Podcast Dispatches from Issue 21.1: Jayeeta Sharma and Bryan Dale

For our fourth series of podcasts produced in collaboration with Meant to Be Eaten on Heritage Radio Network, we sit down (virtually) with authors who have contributed to our upcoming first issue of 2021, which continues to feature COVID-19 Dispatches, but also original research articles around the themes of the relationship between food, power and politics, cultivating relationships, and sustaining memories.

For this episode, Jayeeta (Jo) Sharma and Bryan Dale join Editorial Collective member Bob Valgenti to discuss their project (and subject of their upcoming COVID-19 Research Dispatch) “Feeding the City, Pandemic and Beyond”, which has developed a model of public scholarship that documents food system experiences, community challenges and local resilience.

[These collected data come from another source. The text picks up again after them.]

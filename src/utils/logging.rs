use tracing_subscriber::EnvFilter;

/// Initialize tracing/logging for the application.
///
/// `default_level` is used unless `RUST_LOG` is set, in which case the
/// environment filter wins.
pub fn init(default_level: &str) {
    let lvl = match default_level.to_lowercase().as_str() {
        "error" => tracing::Level::ERROR,
        "warn" | "warning" => tracing::Level::WARN,
        "debug" => tracing::Level::DEBUG,
        "trace" => tracing::Level::TRACE,
        _ => tracing::Level::INFO,
    };

    let filter = EnvFilter::try_from_default_env()
        .unwrap_or_else(|_| EnvFilter::new(lvl.as_str().to_lowercase()));

    // Use try_init so tests and libraries can call this multiple times without panicking
    let _ = tracing_subscriber::fmt()
        .with_env_filter(filter)
        .with_target(false)
        .try_init();
}
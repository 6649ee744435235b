use serde::Deserialize;

/// Top-level configuration settings for the application.
///
/// Includes settings for the server, the broker, the bundled client and logging.
#[derive(Debug, Deserialize, Clone, PartialEq)]
pub struct Settings {
    pub server: ServerSettings,
    pub broker: BrokerSettings,
    pub client: ClientSettings,
    pub log: LogSettings,
}

/// Configuration settings for the server.
///
/// Defines the host and port the server will bind to. A `workers` value of
/// zero lets the HTTP server pick one worker per core.
#[derive(Debug, Deserialize, Clone, PartialEq)]
pub struct ServerSettings {
    pub host: String,
    pub port: u16,
    pub workers: usize,
}

/// Configuration settings for the broker.
#[derive(Debug, Deserialize, Clone, PartialEq)]
pub struct BrokerSettings {
    /// Upper bound on notifications a topic holds while no subscriber takes
    /// them. Zero means unbounded; a positive value makes publish fail once
    /// the topic is that far behind.
    pub delivery_backlog: usize,
}

/// Settings used by the `topics`, `publish` and `subscribe` commands.
#[derive(Debug, Deserialize, Clone, PartialEq)]
pub struct ClientSettings {
    pub server_addr: String,
    pub dead_letter: bool,
}

#[derive(Debug, Deserialize, Clone, PartialEq)]
pub struct LogSettings {
    pub level: String,
}

/// Partial configuration settings loaded from files or environment.
///
/// Allows partial specification of settings. Missing values can be filled using defaults.
#[derive(Debug, Deserialize, Default)]
pub struct PartialSettings {
    pub server: Option<PartialServerSettings>,
    pub broker: Option<PartialBrokerSettings>,
    pub client: Option<PartialClientSettings>,
    pub log: Option<PartialLogSettings>,
}

#[derive(Debug, Deserialize)]
pub struct PartialServerSettings {
    pub host: Option<String>,
    pub port: Option<u16>,
    pub workers: Option<usize>,
}

#[derive(Debug, Deserialize)]
pub struct PartialBrokerSettings {
    pub delivery_backlog: Option<usize>,
}

#[derive(Debug, Deserialize)]
pub struct PartialClientSettings {
    pub server_addr: Option<String>,
    pub dead_letter: Option<bool>,
}

#[derive(Debug, Deserialize)]
pub struct PartialLogSettings {
    pub level: Option<String>,
}

impl Default for BrokerSettings {
    fn default() -> Self {
        Self {
            delivery_backlog: 0,
        }
    }
}

/// Provides default values for `Settings`.
///
/// Ensures the application has sensible defaults if no configuration is provided.
impl Default for Settings {
    fn default() -> Self {
        Self {
            server: ServerSettings {
                host: "127.0.0.1".to_string(),
                port: 8080,
                workers: 0,
            },
            broker: BrokerSettings::default(),
            client: ClientSettings {
                server_addr: "127.0.0.1:8080".to_string(),
                dead_letter: false,
            },
            log: LogSettings {
                level: "info".to_string(),
            },
        }
    }
}

impl PartialSettings {
    /// Fills every missing value from `default`.
    pub fn merge_over(self, default: Settings) -> Settings {
        let server = self.server;
        let broker = self.broker;
        let client = self.client;
        let log = self.log;

        Settings {
            server: ServerSettings {
                host: server
                    .as_ref()
                    .and_then(|s| s.host.clone())
                    .unwrap_or(default.server.host),
                port: server
                    .as_ref()
                    .and_then(|s| s.port)
                    .unwrap_or(default.server.port),
                workers: server
                    .as_ref()
                    .and_then(|s| s.workers)
                    .unwrap_or(default.server.workers),
            },
            broker: BrokerSettings {
                delivery_backlog: broker
                    .as_ref()
                    .and_then(|b| b.delivery_backlog)
                    .unwrap_or(default.broker.delivery_backlog),
            },
            client: ClientSettings {
                server_addr: client
                    .as_ref()
                    .and_then(|c| c.server_addr.clone())
                    .unwrap_or(default.client.server_addr),
                dead_letter: client
                    .as_ref()
                    .and_then(|c| c.dead_letter)
                    .unwrap_or(default.client.dead_letter),
            },
            log: LogSettings {
                level: log
                    .and_then(|l| l.level)
                    .unwrap_or(default.log.level),
            },
        }
    }
}
//! Websocket subscribe endpoint.
//!
//! `GET /topics/{topic}/subscribe` upgrades the connection and runs one
//! broker subscriber loop for it. A second task watches the inbound half of
//! the socket: it answers pings and cancels the loop once the peer closes.

use actix_web::{HttpRequest, HttpResponse, get, web};
use actix_ws::{CloseCode, CloseReason, Message, MessageStream, Session};
use futures_util::StreamExt;
use tokio_util::sync::CancellationToken;
use tracing::{Instrument, debug, info, info_span, warn};
use uuid::Uuid;

use crate::broker::{Broker, Delivery, DeliverySink, SubscriptionEnd};
use crate::transport::http::ApiError;
use crate::utils::error::{BrokerError, TransportError};

/// Pushes deliveries as JSON text frames over an upgraded connection.
pub struct SessionSink {
    session: Session,
}

impl SessionSink {
    pub fn new(session: Session) -> Self {
        Self { session }
    }
}

impl DeliverySink for SessionSink {
    async fn deliver(&mut self, delivery: &Delivery) -> Result<(), TransportError> {
        let frame = serde_json::to_string(delivery)?;
        self.session
            .text(frame)
            .await
            .map_err(|_| TransportError::Closed)
    }
}

/// GET /topics/{topic}/subscribe
#[get("/topics/{topic}/subscribe")]
pub async fn subscribe(
    req: HttpRequest,
    stream: web::Payload,
    path: web::Path<String>,
    broker: web::Data<Broker>,
) -> Result<HttpResponse, ApiError> {
    let topic = path.into_inner();
    if topic.is_empty() {
        return Err(BrokerError::InvalidTopic(topic).into());
    }

    let (response, session, msg_stream) = actix_ws::handle(&req, stream).map_err(|err| {
        warn!(topic = %topic, error = %err, "could not upgrade connection");
        ApiError::Upgrade(err.to_string())
    })?;

    let subscriber_id = format!("sub-{}", Uuid::new_v4());
    let span = info_span!("subscriber", id = %subscriber_id, topic = %topic);

    actix_web::rt::spawn(
        async move {
            let cancel = CancellationToken::new();
            let watcher = actix_web::rt::spawn(
                watch_connection(session.clone(), msg_stream, cancel.clone()).in_current_span(),
            );

            let mut sink = SessionSink::new(session.clone());
            let end = broker.subscribe(&topic, &mut sink, &cancel).await;
            cancel.cancel();
            watcher.abort();

            match end {
                Ok(SubscriptionEnd::Cancelled) => info!("subscriber disconnected"),
                Ok(SubscriptionEnd::QueueClosed) => {
                    info!("delivery queue closed");
                    close(session, CloseCode::Away).await;
                }
                Err(err) => {
                    warn!(error = %err, "subscriber loop ended");
                    close(session, CloseCode::Error).await;
                }
            }
        }
        .instrument(span),
    );

    Ok(response)
}

async fn watch_connection(
    mut session: Session,
    mut msg_stream: MessageStream,
    cancel: CancellationToken,
) {
    while let Some(frame) = msg_stream.next().await {
        match frame {
            Ok(Message::Ping(bytes)) => {
                if session.pong(&bytes).await.is_err() {
                    break;
                }
            }
            Ok(Message::Close(reason)) => {
                debug!(?reason, "peer closed connection");
                let _ = session.close(reason).await;
                break;
            }
            Ok(_) => {}
            Err(err) => {
                warn!(error = %err, "websocket protocol error");
                break;
            }
        }
    }
    cancel.cancel();
}

async fn close(session: Session, code: CloseCode) {
    let _ = session
        .close(Some(CloseReason {
            code,
            description: None,
        }))
        .await;
}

By engaging grassroots voices, from farmers and urban growers to school food advocates, market provisioners and other local stakeholders, they highlight actions toward sustainable food solutions for building a socially just and resilient global city.

Jo Sharma
Bryan Dale

Podcast Dispatches from Issue 20.4: Adrienne Bitar

For our third series of podcasts produced in collaboration with Meant to Be Eaten on Heritage Radio Network, we sit down (virtually) with authors who contributed to our final issue of 2020, which continues to feature COVID-19 Dispatches, but also original research articles around the themes of “Working with Ingredients”, “Taste and Technology in East Asia”, “Excursions”, and “Dolce”.

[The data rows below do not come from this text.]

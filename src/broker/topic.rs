use std::collections::HashMap;
use std::sync::{Arc, RwLock};

use tracing::info;

use crate::broker::queue::DeliveryQueue;
use crate::persistence::{MessageStore, StoreFactory, in_memory_factory};
use crate::utils::error::BrokerError;

/// A named, independent broker partition.
///
/// Owns exactly one message store and one delivery queue. Topics are only
/// ever constructed by the [`TopicRegistry`].
#[derive(Debug)]
pub struct Topic {
    pub name: String,
    store: Arc<dyn MessageStore>,
    queue: DeliveryQueue,
}

impl Topic {
    fn new(name: &str, store: Arc<dyn MessageStore>, backlog: usize) -> Self {
        Self {
            name: name.to_string(),
            store,
            queue: DeliveryQueue::new(backlog),
        }
    }

    pub fn store(&self) -> &Arc<dyn MessageStore> {
        &self.store
    }

    pub fn queue(&self) -> &DeliveryQueue {
        &self.queue
    }

    pub fn pending_deliveries(&self) -> usize {
        self.queue.pending()
    }

    pub fn subscribers(&self) -> usize {
        self.queue.subscribers()
    }
}

/// Concurrency-safe mapping from topic name to its resources.
///
/// The map has its own lock, separate from every store's lock, so topics
/// never serialize against each other once they exist. Entries are created
/// lazily and never removed.
pub struct TopicRegistry {
    topics: RwLock<HashMap<String, Arc<Topic>>>,
    make_store: StoreFactory,
    backlog: usize,
}

impl std::fmt::Debug for TopicRegistry {
    fn fmt(&self, f: &mut std::fmt::Formatter<'_>) -> std::fmt::Result {
        f.debug_struct("TopicRegistry")
            .field("topics", &self.topics)
            .field("backlog", &self.backlog)
            .finish_non_exhaustive()
    }
}

impl Default for TopicRegistry {
    fn default() -> Self {
        Self::new(in_memory_factory(), 0)
    }
}

impl TopicRegistry {
    pub fn new(make_store: StoreFactory, backlog: usize) -> Self {
        Self {
            topics: RwLock::new(HashMap::new()),
            make_store,
            backlog,
        }
    }

    /// Returns the topic named `name`, creating it on first reference.
    ///
    /// Concurrent first references race on the write lock; exactly one store
    /// and queue pair is built and every caller gets the same instance.
    pub fn ensure_topic(&self, name: &str) -> Result<Arc<Topic>, BrokerError> {
        if let Some(topic) = self.get(name)? {
            return Ok(topic);
        }

        let mut topics = self
            .topics
            .write()
            .map_err(|_| BrokerError::RegistryPoisoned)?;
        let topic = topics.entry(name.to_string()).or_insert_with(|| {
            info!(topic = name, "created topic");
            Arc::new(Topic::new(name, (self.make_store)(), self.backlog))
        });
        Ok(topic.clone())
    }

    /// Looks up an existing topic without creating it.
    pub fn get(&self, name: &str) -> Result<Option<Arc<Topic>>, BrokerError> {
        let topics = self
            .topics
            .read()
            .map_err(|_| BrokerError::RegistryPoisoned)?;
        Ok(topics.get(name).cloned())
    }

    /// Names of every topic referenced so far, in no particular order.
    pub fn list_topics(&self) -> Result<Vec<String>, BrokerError> {
        let topics = self
            .topics
            .read()
            .map_err(|_| BrokerError::RegistryPoisoned)?;
        Ok(topics.keys().cloned().collect())
    }
}
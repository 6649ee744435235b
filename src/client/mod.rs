//! The `client` module provides a client for talking to a running broker.
//!
//! It wraps the HTTP routes for listing topics and publishing, and the
//! websocket subscribe stream, including the optional dead-letter relay for
//! deliveries whose processing callback fails.

pub mod client;

pub use client::{CallbackError, QueueClient, SubscriptionHandle};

For this episode, Editorial Collective member Lisa Haushofer is joined by Adrienne Bitar to discuss her article, “Decoding Miracle Food Cures for COVID-19”, in which she investigates the many “miracle” food cures for COVID-19 that continue to circulate on social media, such as “Israeli lemon baking soda tea” and “Yoruba pepper stew”, both presented as simple recipes for the complex disease that crippled the planet in 2020. While “miracle” cures are nothing new, the changing roles and perceptions of authority, food and new media are arguably more urgently in need of attention at a time when the pandemic is far from over, and consumers ever more desperate for a quick-fix return to “normal”. As Adrienne importantly underscores, while there’s little danger for most in consuming small daily amounts of lemon juice or pepper stew, there is more at stake in following a recommendation to ingest bleach, or in simply believing that lemon juice can be as protective as any scientifically tested and approved recommendation (also typically subject to peer-review before social media dissemination).

Podcast Dispatches from Issue 20.4: Amy Bentley and Stephanie Borkowsky

For our third series of podcasts produced in collaboration with Meant to Be Eaten on Heritage Radio Network, we sit down (virtually) with authors who contributed to our final issue of 2020, which continues to feature COVID-19 Dispatches, but also original research articles around the themes of “Working with Ingredients”, “Taste and Technology in East Asia”, “Excursions”, and “Dolce”.

For this episode, Editorial Collective member Jaclyn Rohel is joined by Amy Bentley and Stephanie Borkowsky is discuss their article “The Food and COVID-19 NYC Archive: Mapping the Pandemic’s Effect on Food in Real Time”, which describes an initiative that grew out of an NYU class and has become an ongoing archival project dedicated to curating and preserving the food experiences and memories of (mostly) New Yorkers in response to the pandemic.